Consequence of Sound called it, "a successful song indebted to both glam metal and prog rock released the same year as Nirvana's Nevermind", and ranked it as the best song on the album, with "Mama I'm Coming Home", as "a close second".

==Releases==
- 7" single, 1991, Epic Associated Records. Additional track is "S.I.N." Catalog #35-73973 for US.
- 7" single, 1991, Epic/Sony. Additional track is "S.I.N." Not available in the US.
- CD single, 1991, Epic/Sony. Special UK package. CD single in an embossed CD wallet with room for each solo studio record. Each sleeve has a different picture. Additional tracks are "S.I.N." and "Party with the Animals".
- CD single, 1991, Epic/Sony. Promo only version, one track.
- 12" picture disc, 1991, Epic/Sony.
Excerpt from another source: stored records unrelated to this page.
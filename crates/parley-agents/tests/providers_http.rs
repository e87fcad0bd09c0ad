use std::time::Duration;

use parley_agents::providers::ollama::OllamaProvider;
use parley_agents::{GigaChatProvider, LlmProvider, OpenRouterProvider, SendOptions};
use parley_common::{FailureKind, Message};
use serde_json::json;
use wiremock::matchers::{body_partial_json, header, method, path};
use wiremock::{Mock, MockServer, ResponseTemplate};

fn history() -> Vec<Message> {
    vec![Message::user("Hello")]
}

#[tokio::test]
async fn ollama_chat_round_trip() {
    let server = MockServer::start().await;
    Mock::given(method("POST"))
        .and(path("/api/chat"))
        .and(body_partial_json(json!({"model": "llama3.2", "stream": false})))
        .respond_with(ResponseTemplate::new(200).set_body_json(json!({
            "model": "llama3.2",
            "message": {"role": "assistant", "content": "Hi there"},
            "done": true,
            "prompt_eval_count": 7,
            "eval_count": 3
        })))
        .expect(1)
        .mount(&server)
        .await;

    let provider = OllamaProvider::new(Some(server.uri()));
    let result = provider.send(&history(), &SendOptions::default()).await;

    assert!(!result.is_error());
    assert_eq!(result.text, "Hi there");
    assert_eq!(result.model_name, "llama3.2");
    let usage = result.usage.unwrap();
    assert_eq!(usage.prompt_tokens, Some(7));
    assert_eq!(usage.total_tokens, Some(10));
}

#[tokio::test]
async fn ollama_lists_models_for_health() {
    let server = MockServer::start().await;
    Mock::given(method("GET"))
        .and(path("/api/tags"))
        .respond_with(ResponseTemplate::new(200).set_body_json(json!({
            "models": [{"name": "llama3.2:latest"}, {"name": "qwen2.5:7b"}]
        })))
        .mount(&server)
        .await;

    let provider = OllamaProvider::new(Some(server.uri()));
    assert_eq!(
        provider.list_models().await.unwrap(),
        vec!["llama3.2:latest", "qwen2.5:7b"]
    );
    assert!(provider.health_check().await);
}

#[tokio::test]
async fn unreachable_backend_names_the_url() {
    let listener = std::net::TcpListener::bind("127.0.0.1:0").unwrap();
    let url = format!("http://{}", listener.local_addr().unwrap());
    drop(listener);

    let provider = OllamaProvider::new(Some(url.clone()));
    let result = provider.send(&history(), &SendOptions::default()).await;

    assert_eq!(result.error, Some(FailureKind::Unreachable));
    assert_eq!(
        result.text,
        format!("Ollama is not running or unreachable at {url}. Start the backend and try again.")
    );
    assert!(!provider.health_check().await);
}

#[tokio::test]
async fn slow_backend_times_out() {
    let server = MockServer::start().await;
    Mock::given(method("POST"))
        .and(path("/api/chat"))
        .respond_with(
            ResponseTemplate::new(200)
                .set_body_json(json!({"model": "llama3.2", "message": {"content": "late"}}))
                .set_delay(Duration::from_secs(3)),
        )
        .mount(&server)
        .await;

    let provider =
        OllamaProvider::new(Some(server.uri())).with_timeout(Duration::from_secs(1));
    let result = provider.send(&history(), &SendOptions::default()).await;

    assert_eq!(result.error, Some(FailureKind::Timeout));
    assert_eq!(
        result.text,
        "Generation timed out after 1s. Reduce the context or use a smaller model."
    );
}

#[tokio::test]
async fn missing_model_is_reported() {
    let server = MockServer::start().await;
    Mock::given(method("POST"))
        .and(path("/api/chat"))
        .respond_with(ResponseTemplate::new(404).set_body_json(json!({
            "error": "model \"mistral\" not found, try pulling it first"
        })))
        .mount(&server)
        .await;

    let provider = OllamaProvider::new(Some(server.uri()));
    let options = SendOptions {
        model_override: Some("mistral".to_string()),
        ..Default::default()
    };
    let result = provider.send(&history(), &options).await;

    assert_eq!(result.error, Some(FailureKind::ModelNotFound));
    assert_eq!(
        result.text,
        "Model 'mistral' was not found on Ollama. Pull or install it first."
    );
    assert_eq!(result.model_name, "mistral");
}

#[tokio::test]
async fn out_of_memory_is_reported() {
    let server = MockServer::start().await;
    Mock::given(method("POST"))
        .and(path("/api/chat"))
        .respond_with(ResponseTemplate::new(500).set_body_json(json!({
            "error": "model requires more system memory (12.3 GiB) than is available (7.8 GiB)"
        })))
        .mount(&server)
        .await;

    let provider = OllamaProvider::new(Some(server.uri())).with_model("llama3.1:70b");
    let result = provider.send(&history(), &SendOptions::default()).await;

    assert_eq!(result.error, Some(FailureKind::OutOfMemory));
    assert_eq!(
        result.text,
        "Ollama ran out of memory running 'llama3.1:70b'. Use a smaller model."
    );
}

#[tokio::test]
async fn openrouter_policy_rejection_is_verbatim() {
    let server = MockServer::start().await;
    Mock::given(method("POST"))
        .and(path("/chat/completions"))
        .respond_with(ResponseTemplate::new(404).set_body_json(json!({
            "error": {
                "message": "No endpoints found matching your data policy (Free model publication)",
                "code": 404
            }
        })))
        .mount(&server)
        .await;

    let provider = OpenRouterProvider::new("sk-or-test").with_base_url(server.uri());
    let result = provider.send(&history(), &SendOptions::default()).await;

    assert_eq!(result.error, Some(FailureKind::PolicyRejected));
    assert!(result.text.contains(
        "rejected the request: No endpoints found matching your data policy (Free model publication)"
    ));
    assert!(result.text.ends_with("privacy/usage policy settings to allow this model."));
}

#[tokio::test]
async fn openrouter_error_in_ok_body_is_classified() {
    let server = MockServer::start().await;
    Mock::given(method("POST"))
        .and(path("/chat/completions"))
        .respond_with(ResponseTemplate::new(200).set_body_json(json!({
            "error": {"message": "Provider returned error", "code": 502}
        })))
        .mount(&server)
        .await;

    let provider = OpenRouterProvider::new("sk-or-test").with_base_url(server.uri());
    let result = provider.send(&history(), &SendOptions::default()).await;

    assert_eq!(result.error, Some(FailureKind::Backend));
    assert!(result.text.contains("Provider returned error"));
}

#[tokio::test]
async fn openrouter_returns_tool_calls() {
    let server = MockServer::start().await;
    Mock::given(method("POST"))
        .and(path("/chat/completions"))
        .and(header("authorization", "Bearer sk-or-test"))
        .respond_with(ResponseTemplate::new(200).set_body_json(json!({
            "model": "meta-llama/llama-3.3-70b-instruct:free",
            "choices": [{
                "message": {
                    "role": "assistant",
                    "content": null,
                    "tool_calls": [{
                        "id": "call_abc",
                        "type": "function",
                        "function": {"name": "get_rate", "arguments": "{\"currency\":\"USD\"}"}
                    }]
                },
                "finish_reason": "tool_calls"
            }],
            "usage": {"prompt_tokens": 50, "completion_tokens": 12, "total_tokens": 62}
        })))
        .mount(&server)
        .await;

    let provider = OpenRouterProvider::new("sk-or-test").with_base_url(server.uri());
    let catalog = vec![parley_agents::to_function_schema(
        &parley_agents::ToolDescriptor::new("get_rate", "Exchange rate")
            .with_parameter("currency", json!({"type": "string"}), true),
    )];

    let (result, calls) = provider
        .send_with_tools(&history(), &catalog, &SendOptions::default())
        .await;

    assert!(!result.is_error());
    assert_eq!(result.text, "");
    assert_eq!(result.usage.unwrap().total_tokens, Some(62));
    assert_eq!(calls.len(), 1);
    assert_eq!(calls[0].id, "call_abc");
    assert_eq!(calls[0].tool_name, "get_rate");
    assert_eq!(calls[0].raw_arguments, r#"{"currency":"USD"}"#);
}

#[tokio::test]
async fn gigachat_sends_bearer_token() {
    let server = MockServer::start().await;
    Mock::given(method("POST"))
        .and(path("/chat/completions"))
        .and(header("authorization", "Bearer giga-token"))
        .and(body_partial_json(json!({"model": "GigaChat", "temperature": 2.0})))
        .respond_with(ResponseTemplate::new(200).set_body_json(json!({
            "model": "GigaChat:1.0.26",
            "choices": [{"message": {"role": "assistant", "content": "Привет!"}, "index": 0}],
            "usage": {"prompt_tokens": 5, "completion_tokens": 2, "total_tokens": 7}
        })))
        .expect(1)
        .mount(&server)
        .await;

    let provider = GigaChatProvider::new("giga-token").with_base_url(server.uri());
    let options = SendOptions {
        temperature: 5.0,
        ..Default::default()
    };
    let result = provider.send(&history(), &options).await;

    assert!(!result.is_error());
    assert_eq!(result.text, "Привет!");
    assert_eq!(result.model_name, "GigaChat:1.0.26");
    assert!(!provider.supports_tools());
}

#[tokio::test]
async fn gigachat_unauthorized_keeps_backend_message() {
    let server = MockServer::start().await;
    Mock::given(method("POST"))
        .and(path("/chat/completions"))
        .respond_with(
            ResponseTemplate::new(401).set_body_json(json!({"status": 401, "message": "Unauthorized"})),
        )
        .mount(&server)
        .await;

    let provider = GigaChatProvider::new("expired").with_base_url(server.uri());
    let result = provider.send(&history(), &SendOptions::default()).await;

    assert_eq!(result.error, Some(FailureKind::Backend));
    assert_eq!(result.text, "GigaChat returned HTTP 401: Unauthorized");
    assert!(result.usage.is_none());
}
Additional tracks are "S.I.N." and "Party with the Animals". Not available in the US.
- CD single, 1991, Epic/Sony. "Maxi single" with "No More Tears", "S.I.N.", "Don't Blame Me", and "Party with the Animals".

==Personnel==
- Ozzy Osbourne – vocals
- Zakk Wylde – guitars, slide guitar
- Bob Daisley – bass guitar
- John Sinclair – keyboards, piano
- Randy Castillo – drums

==Charts==

===Weekly charts===

| Chart (1991–1992) | Peak position |
|---|---|
| Canada Top Singles (RPM) | 73 |
| Netherlands (Dutch Top 40 Tipparade) | 16 |
| Netherlands (Single Top 100) | 14 |
| UK Singles (OCC) | 32 |
| US Billboard Hot 100 | 71 |
| US Mainstream Rock | 5 |

2025 chart performance for "No More Tears"
| Chart (2025) | Peak position |
|---|---|
| Austria (Ö3 Austria Top 40) | 66 |
| Czech Republic (Singles Digitál Top 100) | 40 |
| Global 200 (Billboard) | 56 |
| Lithuania (AGATA) | 95 |
| New Zealand (Recorded Music NZ) | 36 |
| Norway (IFPI Norge) | 53 |
| Sweden (Sverigetopplistan) | 51 |
| UK Rock & Metal (OCC) | 5 |
| US Hot Rock & Alternative Songs (Billboard) | 9 |

===Year-end charts===

Year-end chart performance for "No More Tears"
| Chart (2025) | Position |
|---|---|
| US Hot Rock & Alternative Songs (Billboard) | 97 |

==Certifications==

Certifications for "No More Tears"
| Region | Certification | Certified units/sales |
| Canada (Music Canada) | Platinum | 80,000^{‡} |
| New Zealand (RMNZ) | Platinum | 30,000^{‡} |
| United Kingdom (BPI) | Silver | 200,000^{‡} |
^{‡} Sales+streaming figures based on certification alone.